Delineation of the complex layers of biological system requires a cumulative effort from multiple disciplines of science. The present thesis work utilizes some of the interdisciplinary approaches by combining the automation and accuracy of computation to the in-depth concepts of Biology. In my thesis, I have addressed three fundamental biological problems. In one of my initial projects, I developed a computational framework by utilizing Machine Learning-based approach to build a classification model for the detection of Circulating Tumor Cells (CTCs). Moreover, I validated the authenticity of our model on a large number of publicly available scRNA-seq datasets and a newly generated CTC dataset of breast tumour cells, captured using a newly developed microfluidic system for label-free enrichment of CTCs. In my second project, I utilized single cell genomics approach coupled with stringent statistical and structural biology frameworks to dissect the cellular basis of the loss of smell in COVID-19 infected patients. Of note, one of the prevalent, but largely ignored symptoms during the early COVID-19 pandemic was the loss of smell and taste. Our work utilized the known information about the viral entry proteins, and viral-human protein-protein interaction map. Our integrative analysis clearly suggests that the non-sensory (sustentacular, Globolar Basal Cells and Bow-man’s gland) cell-types are vulnerable to SARS-CoV-2 infection. In my third project, I explored the potential of modelling expression-ranks, as robust surrogates for transcript abundance.
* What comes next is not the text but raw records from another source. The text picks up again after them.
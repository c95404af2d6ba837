use crate::envelope::LogicalPayload;
use crate::task::{Task, TaskRecord};
use serde::Deserialize;
use serde_json::Value;

const DEFAULT_TITLE: &str = "Scrumblr Board";
const NO_GOALS: &str = "No goals defined";

/// Project shown in the board header.
#[derive(Debug, Clone, Default, PartialEq, Eq, Deserialize)]
pub struct Project {
    #[serde(default, rename = "project_id")]
    pub id: String,
    #[serde(default)]
    pub title: Option<String>,
    #[serde(default)]
    pub due_date: Option<String>,
    #[serde(default)]
    pub goals: Option<String>,
}

impl Project {
    pub fn title(&self) -> &str {
        non_blank(&self.title).unwrap_or(DEFAULT_TITLE)
    }

    pub fn due_label(&self) -> String {
        match non_blank(&self.due_date) {
            Some(due_date) => format!("DUE DATE {due_date}"),
            None => "DUE DATE TBD".to_string(),
        }
    }

    pub fn goals(&self) -> &str {
        non_blank(&self.goals).unwrap_or(NO_GOALS)
    }
}

/// Team member listed next to the board.
#[derive(Debug, Clone, Default, PartialEq, Eq, Deserialize)]
pub struct Member {
    #[serde(default, rename = "user_id")]
    pub id: String,
    #[serde(default)]
    pub name: String,
}

/// Board snapshot as the listing endpoint sends it. Task records stay raw until
/// [`BoardSnapshot::from_payload`] so one bad record cannot sink the whole listing.
#[derive(Debug, Clone, Default, PartialEq, Deserialize)]
pub struct BoardRecord {
    #[serde(default)]
    pub projects: Vec<Project>,
    #[serde(default)]
    pub users: Vec<Member>,
    #[serde(default)]
    pub tasks: Vec<Value>,
}

/// Everything the initial load brings back.
#[derive(Debug, Clone, Default, PartialEq, Eq)]
pub struct BoardSnapshot {
    pub project: Option<Project>,
    pub members: Vec<Member>,
    pub tasks: Vec<Task>,
}

impl BoardSnapshot {
    /// Builds the snapshot from a successful listing payload. A board snapshot under
    /// `mockData` wins; a bare `items` list is accepted otherwise. Records that are
    /// malformed or lack an id are dropped with a warning.
    pub fn from_payload(payload: LogicalPayload) -> Self {
        let (project, members, records) = match payload.board {
            Some(board) => (board.projects.into_iter().next(), board.users, board.tasks),
            None => (None, Vec::new(), payload.items.unwrap_or_default()),
        };
        let tasks = records.into_iter().filter_map(task_from_value).collect();
        Self {
            project,
            members,
            tasks,
        }
    }
}

fn task_from_value(value: Value) -> Option<Task> {
    let record = match serde_json::from_value::<TaskRecord>(value) {
        Ok(record) => record,
        Err(err) => {
            tracing::warn!(%err, "Dropping malformed task record");
            return None;
        }
    };
    let title = record.title.clone();
    let task = record.into_task();
    if task.is_none() {
        tracing::warn!(?title, "Dropping task without an id");
    }
    task
}

fn non_blank(value: &Option<String>) -> Option<&str> {
    value.as_deref().filter(|v| !v.trim().is_empty())
}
Here I examined the Discrete Generalized Beta Distribution (DGBD) performance on real data and devised a Wald type test to compare gene expression between two phenotypically divergent groups of single cells. We carried out a comprehensive assessment of the proposed method, to understand its advantages as compared to some of the current best practice approaches. In addition to striking a reasonable balance between Type 1 and Type 2 errors, we concluded that with increasing sample size, Rank Order- Sequencing (ROSeq), the proposed differential expression test, is remarkably robust for expression noise and scales rapidly.